When a 25-year old young man loses his father suddenly it can be a very traumatic event whatever class he belongs to and whatever his financial situation. It is a time of mourning mixed with trying to get used to life without your departed parent, possibly facing up to new responsibilities as a result of that death. For most working class people in that situation, the responsibilities include trying to put the financial affairs of the deceased into some kind of order, a job which often involves marvelling at how little your late father managed to amass for a lifetime of hard work.
Hugh Grosvenor has been spared much of that: yes, his father is dead and we are sure that he misses him and is grieving, but, his dad, Gerald, and an army of paid servants and legal brains have made sure that the late Duke of Westminster’s amazingly large estate is in order and has passed, with hardly a penny going to the taxman, into the hands of young Hugh, the 7th Duke of Westminster.
The young Duke, possibly the most eligible bachelor in the world now as the richest person in the world under the age of thirty, has been handed an estate worth £9 billion as an inheritance which would, if HM Revenue and Customs had collected the standard 40% death duty, have enriched the public purse to the tune of roughly £3-4 billion. Instead, because the old Duke had the majority of the estate put into a series of trusts, which are virtually tax exempt, the only payment is a charge that comes around every 10 years, amounting to just 6% of the trust holdings.
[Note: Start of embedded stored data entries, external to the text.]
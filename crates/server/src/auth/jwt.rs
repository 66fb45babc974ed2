use chrono::{Duration, Utc};
use jsonwebtoken::{decode, encode, DecodingKey, EncodingKey, Header, Validation};
use serde::{Deserialize, Serialize};

/// JWT claims carried in the session token.
#[derive(Debug, Clone, Serialize, Deserialize)]
pub struct Claims {
    pub sub: i64,
    pub email: String,
    pub role: String,
    /// Linked employee record, if the account has one.
    #[serde(default, skip_serializing_if = "Option::is_none")]
    pub employee_id: Option<i64>,
    pub exp: i64,
    pub iat: i64,
    /// Unique token identifier — keeps tokens distinct when several are
    /// issued for the same user within the same second.
    #[serde(default, skip_serializing_if = "Option::is_none")]
    pub jti: Option<String>,
}

fn jwt_secret() -> String {
    std::env::var("JWT_SECRET").expect("JWT_SECRET must be set")
}

pub fn session_expiry_minutes() -> i64 {
    std::env::var("JWT_SESSION_EXPIRY_MINUTES")
        .ok()
        .and_then(|v| v.parse().ok())
        .unwrap_or(60)
}

pub fn create_token(
    user_id: i64,
    email: &str,
    role: &str,
    employee_id: Option<i64>,
) -> Result<String, jsonwebtoken::errors::Error> {
    let now = Utc::now();
    let claims = Claims {
        sub: user_id,
        email: email.to_string(),
        role: role.to_string(),
        employee_id,
        iat: now.timestamp(),
        exp: (now + Duration::minutes(session_expiry_minutes())).timestamp(),
        jti: Some(uuid::Uuid::new_v4().to_string()),
    };
    encode(
        &Header::default(),
        &claims,
        &EncodingKey::from_secret(jwt_secret().as_bytes()),
    )
}

pub fn validate_token(token: &str) -> Result<Claims, jsonwebtoken::errors::Error> {
    let token_data = decode::<Claims>(
        token,
        &DecodingKey::from_secret(jwt_secret().as_bytes()),
        &Validation::default(),
    )?;
    Ok(token_data.claims)
}

#[cfg(test)]
mod tests {
    use super::*;

    fn with_secret<T>(f: impl FnOnce() -> T) -> T {
        std::env::set_var("JWT_SECRET", "test-secret-do-not-use");
        f()
    }

    #[test]
    fn roundtrip_preserves_claims() {
        with_secret(|| {
            let token = create_token(42, "hr@example.com", "hradmin", Some(7)).unwrap();
            let claims = validate_token(&token).unwrap();
            assert_eq!(claims.sub, 42);
            assert_eq!(claims.email, "hr@example.com");
            assert_eq!(claims.role, "hradmin");
            assert_eq!(claims.employee_id, Some(7));
        });
    }

    #[test]
    fn tampered_token_is_rejected() {
        with_secret(|| {
            let token = create_token(1, "a@b.c", "employee", None).unwrap();
            let mut tampered = token.clone();
            tampered.push('x');
            assert!(validate_token(&tampered).is_err());
        });
    }

    #[test]
    fn tokens_are_unique_per_issue() {
        with_secret(|| {
            let a = create_token(1, "a@b.c", "employee", None).unwrap();
            let b = create_token(1, "a@b.c", "employee", None).unwrap();
            assert_ne!(a, b);
        });
    }
}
Hugh Grosvenor is now the third richest person in Britain (and the 68th richest billionaire in the world) thanks to the financially unscathed transfer of the family wealth to him. His grandfather was once the richest man in Britain thanks to another tax-dodging wheeze.
In 1944 the 4th Duke of Westminster was injured by an exploding enemy shell while commanding a regiment at the tail end of the Second World War. 23 years later, when the fourth Duke eventually died of cancer, the fifth Duke, Hugh’s grandfather, Robert Grosvenor, successfully argued, during a twelve-year legal battle, that the wound caused infections which later became the cancer which killed his brother. In this way, because UK law states that those who die in the service of their country do not have to pay any inheritance tax, death duty was avoided and Robert, though grieving for his brother we are sure, became at that time, 1970, the richest man in Britain.
The late sixth Duke of Westminster, Gerald Grosvenor, was by all accounts an astute businessman who through Grosvenor Estates was the richest property developer in the UK and one of the country’s largest landowners with property all over the country, including the family’s country seat ofEaton Hall, as well as 300 acres (0.47 sq mi) ofMayfair and Bel-gravia in Central London. The business also has vast interests in other parts of the world according to the Sunday Times Rich List 2016, but when asked about the incredible Grosvenor family fortune Gerald was candid enough to say that the secret of his business success was ” having an ancestor who had been good friends with William the Conqueror.”
Within capitalism a country’s laws are made to favour the rich in general and the incredibly rich in particular. The fact that the Grosvenors have broken no laws over the years with these tax avoidance shenanigans is proof enough of that. Every so often a less rich person will fall foul of a serious law and even an ultra-rich one may be held accountable for the odd petty law being broken as a show of equality under the law for the rest of us, but the dictatorship of the bourgeoisie will not allow any such thing as real equality under the law. Of course, the ultra-rich shouldn’t really need to steal anything, but robbery is the nature of capitalism and it is the biggest, most organised, robbers who rule us and decide on the laws while pouring scorn and vicious punishment on the starving pauper who takes bread to survive and who is, through real need, only following the exact same logic as the ‘astute’ businessman.
There are people, many of them from the middle class, who insist that taxes should be paid by all and that if just that one thing were to be done properly all within society would be well and the contradictions of capitalism would be resolved. A spokesman for the Tax Justice Network said of the Grosvenors’ latest scam: “The family has been at the forefront of the use of tax avoidance mechanisms,” adding ” If you are rich enough, you don’t face the tax bills the rest of us expect to pay.” They are demanding a new ‘Duke of Westminster Tax’ to stop mega-rich aristocrats passing on their estates to their heirs almost entirely tax-free. This of course is most unlikely to happen and we must agree with the much more realistic observation on capitalism of Chas Roy-Chowdhury of the Association of Chartered Certified Accountants who said: ” I’d be surprised if they hadn’t found a way round inheritance tax issues. Otherwise as one of the richest families in the country how would they have kept the wealth ?”
There is no fairness or equality in capitalism and looking to achieve it is pointless. There is no alternative to capitalism except socialism leading to communism and anyone wishing to spend their life usefully in Britain would do well to join the Communist Party of Great Britain (Marxist-Leninist) and help to carry out the work and study needed for this sane future to become a reality.